The electronic cigarette was introduced to the U.S. market in 2007 and offers the nicotine-addicted an alternative to smoking tobacco. Most "e-cigs" are similar enough in appearance to be mistaken for regular cigarettes, but one look inside and you'll see the main difference: E-cigarettes don't contain tobacco. Instead, there's a mechanism that heats up liquid nicotine, which turns into a vapor that smokers inhale and exhale. Manufacturers and satisfied customers say that this nicotine vapor offers many advantages over traditional cigarette smoke. But regulatory agencies and some health experts aren't sure. They're asking questions about the possible side effects of inhaling nicotine vapor, as well as other health risks e-cigarettes may pose -- both to users and to the public. Those calling for tight regulations on e-cigarettes claim that these devices should be deemed illegal until the proper research trials have been conducted to prove that they're safe.

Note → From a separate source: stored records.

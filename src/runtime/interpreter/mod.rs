//! Tree-walking interpreter
//!
//! An [`Interpreter`] owns everything that survives between statements:
//! the core classes, constants, globals, the top-level local scope and the
//! board. Each [`Interpreter::run`] call compiles one statement and walks
//! its tree with a short-lived [`Exec`], which carries the call stack and
//! the console the script writes to.

mod call;
mod eval;
mod exec;

pub use call::Found;
pub use exec::{EvalResult, Exec, Unwind};
pub(crate) use exec::MESSAGE_IVAR;

use crate::frontend::compiler::Compiler;
use crate::repl::backend_trait::{EngineInitError, RunOutcome};
use crate::runtime::board::{self, Board};
use crate::runtime::builtins;
use crate::runtime::class::{Class, CoreClasses};
use crate::runtime::value::{Args, Object, Value};
use indexmap::IndexMap;
use std::cell::RefCell;
use std::collections::{HashMap, HashSet};
use std::fmt;
use std::io::{self, Write};
use std::rc::Rc;
use tracing::debug;

/// Call depth at which `SystemStackError` is raised
pub const DEFAULT_MAX_DEPTH: usize = 64;

/// Local variable scope
pub type Env = Rc<RefCell<Scope>>;

#[derive(Default)]
pub struct Scope {
    vars: HashMap<String, Value>,
    parent: Option<Env>,
}

// Scopes can reach themselves through captured blocks, so only names are shown.
impl fmt::Debug for Scope {
    fn fmt(
        &self,
        f: &mut fmt::Formatter<'_>,
    ) -> fmt::Result {
        f.debug_struct("Scope")
            .field("vars", &self.vars.keys().collect::<Vec<_>>())
            .field("nested", &self.parent.is_some())
            .finish()
    }
}

pub fn new_env(parent: Option<Env>) -> Env {
    Rc::new(RefCell::new(Scope {
        vars: HashMap::new(),
        parent,
    }))
}

/// Look `name` up through the enclosing scopes.
pub fn lookup_var(
    env: &Env,
    name: &str,
) -> Option<Value> {
    let mut scope = env.clone();
    loop {
        let parent = {
            let current = scope.borrow();
            if let Some(value) = current.vars.get(name) {
                return Some(value.clone());
            }
            current.parent.clone()
        };
        scope = parent?;
    }
}

/// Update the innermost existing binding, or create one in `env`.
pub fn assign_var(
    env: &Env,
    name: &str,
    value: Value,
) {
    let mut scope = env.clone();
    loop {
        let parent = {
            let mut current = scope.borrow_mut();
            if let Some(slot) = current.vars.get_mut(name) {
                *slot = value;
                return;
            }
            current.parent.clone()
        };
        match parent {
            Some(parent) => scope = parent,
            None => break,
        }
    }
    declare_var(env, name, value);
}

/// Bind `name` in `env` itself, shadowing outer scopes.
pub fn declare_var(
    env: &Env,
    name: &str,
    value: Value,
) {
    env.borrow_mut().vars.insert(name.to_string(), value);
}

/// The method a frame is executing, for `super`
#[derive(Debug)]
pub struct MethodCtx {
    pub owner: Rc<Class>,
    pub name: String,
    pub args: Args,
    pub singleton: bool,
}

/// Activation record. Block frames copy the frame they were created in,
/// so `self`, `yield` and `return` inside a block act on the method.
#[derive(Debug, Clone)]
pub struct Frame {
    pub self_value: Value,
    /// Where `def` puts new methods
    pub def_target: Rc<Class>,
    pub block: Option<Value>,
    pub method: Option<Rc<MethodCtx>>,
    pub id: usize,
    /// Tag of the block being run, if this frame runs one.
    pub block_tag: Option<usize>,
    /// `return` may end this frame: methods, lambdas and the top level.
    pub returnable: bool,
}

pub struct Interpreter {
    pub core: CoreClasses,
    pub constants: IndexMap<String, Value>,
    pub globals: HashMap<String, Value>,
    pub board: Box<dyn Board>,
    top_env: Env,
    top: Rc<Frame>,
    compiler: Compiler,
    max_depth: usize,
    next_id: usize,
}

impl fmt::Debug for Interpreter {
    fn fmt(
        &self,
        f: &mut fmt::Formatter<'_>,
    ) -> fmt::Result {
        f.debug_struct("Interpreter")
            .field("constants", &self.constants.keys().collect::<Vec<_>>())
            .field("globals", &self.globals.keys().collect::<Vec<_>>())
            .field("top_env", &self.top_env)
            .field("compiler", &self.compiler)
            .field("max_depth", &self.max_depth)
            .finish()
    }
}

impl Interpreter {
    /// Boot the core classes and bring the board up.
    pub fn new(mut board: Box<dyn Board>) -> Result<Self, EngineInitError> {
        board::bring_up(board.as_mut()).map_err(|e| EngineInitError::new(e.to_string()))?;
        let core = CoreClasses::boot();
        let main = Value::Object(Object::new(core.object.clone()));
        let top = Rc::new(Frame {
            self_value: main,
            def_target: core.object.clone(),
            block: None,
            method: None,
            id: 0,
            block_tag: None,
            returnable: true,
        });
        let mut constants = IndexMap::new();
        for class in core.all() {
            constants.insert(class.name.clone(), Value::Class(class));
        }
        let mut interp = Interpreter {
            core,
            constants,
            globals: HashMap::new(),
            board,
            top_env: new_env(None),
            top,
            compiler: Compiler::default(),
            max_depth: DEFAULT_MAX_DEPTH,
            next_id: 1,
        };
        builtins::register_all(&mut interp);
        debug!(classes = interp.constants.len(), "interpreter ready");
        Ok(interp)
    }

    pub fn set_max_depth(
        &mut self,
        depth: usize,
    ) {
        self.max_depth = depth;
    }

    pub fn max_depth(&self) -> usize {
        self.max_depth
    }

    pub(crate) fn next_id(&mut self) -> usize {
        let id = self.next_id;
        self.next_id += 1;
        id
    }

    /// Names of the persistent top-level locals
    pub fn top_level_locals(&self) -> HashSet<String> {
        self.top_env.borrow().vars.keys().cloned().collect()
    }

    pub fn local(
        &self,
        name: &str,
    ) -> Option<Value> {
        lookup_var(&self.top_env, name)
    }

    /// Compile and execute one statement against the top-level context.
    pub fn run(
        &mut self,
        source: &str,
        out: &mut dyn Write,
    ) -> RunOutcome<Value> {
        let locals = self.top_level_locals();
        let program = match self.compiler.compile(source, &locals) {
            Ok(program) => program,
            Err(e) => {
                debug!(error = %e, "compile failed");
                let class = self.core.exception_class("SyntaxError");
                return RunOutcome::Raised(exception_value(class, &e.to_string()));
            }
        };
        let env = self.top_env.clone();
        for name in &program.locals {
            if lookup_var(&env, name).is_none() {
                declare_var(&env, name, Value::Nil);
            }
        }
        let mut exec = Exec::new(self, out);
        match exec.eval_body(&program.body, &env) {
            Ok(value) => RunOutcome::Returned(value),
            Err(Unwind::Raise(exc)) => RunOutcome::Raised(exc),
            Err(Unwind::Return { value, .. }) | Err(Unwind::Next(value)) => {
                RunOutcome::Returned(value)
            }
            Err(Unwind::Break { .. }) => {
                let class = self.core.exception_class("LocalJumpError");
                RunOutcome::Raised(exception_value(class, "break from proc-closure"))
            }
        }
    }

    /// `inspect` through method dispatch. `None` when the value's class
    /// has no `inspect` or the call fails.
    pub fn inspect_value(
        &mut self,
        value: &Value,
        out: &mut dyn Write,
    ) -> Option<String> {
        let mut exec = Exec::new(self, out);
        exec.inspect(value).ok().flatten()
    }

    /// `to_s` through method dispatch, or `#<Class>` when that fails.
    pub fn display_string(
        &mut self,
        value: &Value,
    ) -> String {
        let mut sink = io::sink();
        let mut exec = Exec::new(self, &mut sink);
        match exec.to_s(value) {
            Ok(text) => text,
            Err(_) => exec.fallback_string(value),
        }
    }
}

/// Exception object of `class` carrying `message`
pub fn exception_value(
    class: Rc<Class>,
    message: &str,
) -> Value {
    let object = Object::new(class);
    object
        .ivars
        .borrow_mut()
        .insert(MESSAGE_IVAR.to_string(), Value::str(message));
    Value::Object(object)
}

#[cfg(test)]
pub(crate) mod tests;
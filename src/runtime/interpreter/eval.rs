//! Statement and expression evaluation

use super::{assign_var, lookup_var, new_env, Env, EvalResult, Exec, Frame, Unwind};
use crate::frontend::parser::ast::{
    Arg, BeginBlock, ClassDef, Expr, ExprKind, JumpTarget, MethodDef, RescueClause, StrSegment,
    Target, WhenClause,
};
use crate::runtime::builtins::range;
use crate::runtime::class::{Class, ClassKind, Method};
use crate::runtime::value::{Args, HashValue, RangeValue, RegexpValue, Value};
use smallvec::smallvec;
use std::rc::Rc;

/// An assignable place with its receiver and index already evaluated
enum Place {
    Local(String),
    IVar(Value, String),
    GVar(String),
    Const(String),
    Index(Value, Args),
    Attr(Value, String),
}
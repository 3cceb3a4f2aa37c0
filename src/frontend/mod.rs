//! Frontend compilation pipeline
//!
//! This module contains the lexer, the parser, the parse snapshot used
//! by the shell's completeness check and the compiler driver that turns
//! source text into an executable [`parser::ast::Program`].

pub mod compiler;
pub mod lexer;
pub mod parser;
pub mod snapshot;

pub use compiler::{CompileError, Compiler};
pub use lexer::ExprState;
pub use snapshot::{snapshot, Diagnostic, DiagnosticKind, LexerSnapshot};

Because they contain no tobacco, e-cigarettes aren't subject to U.S. tobacco laws, which means they can be purchased without proof of age, especially online. This raises concerns that e-cigs may be particularly appealing to kids and may encourage nicotine addiction among young people. And while manufacturers of the e-cigarette claim that it's the cigarette you can "smoke" anywhere, regulatory agencies around the world are taking a close look at these gadgets and instituting a range of restrictions on their use.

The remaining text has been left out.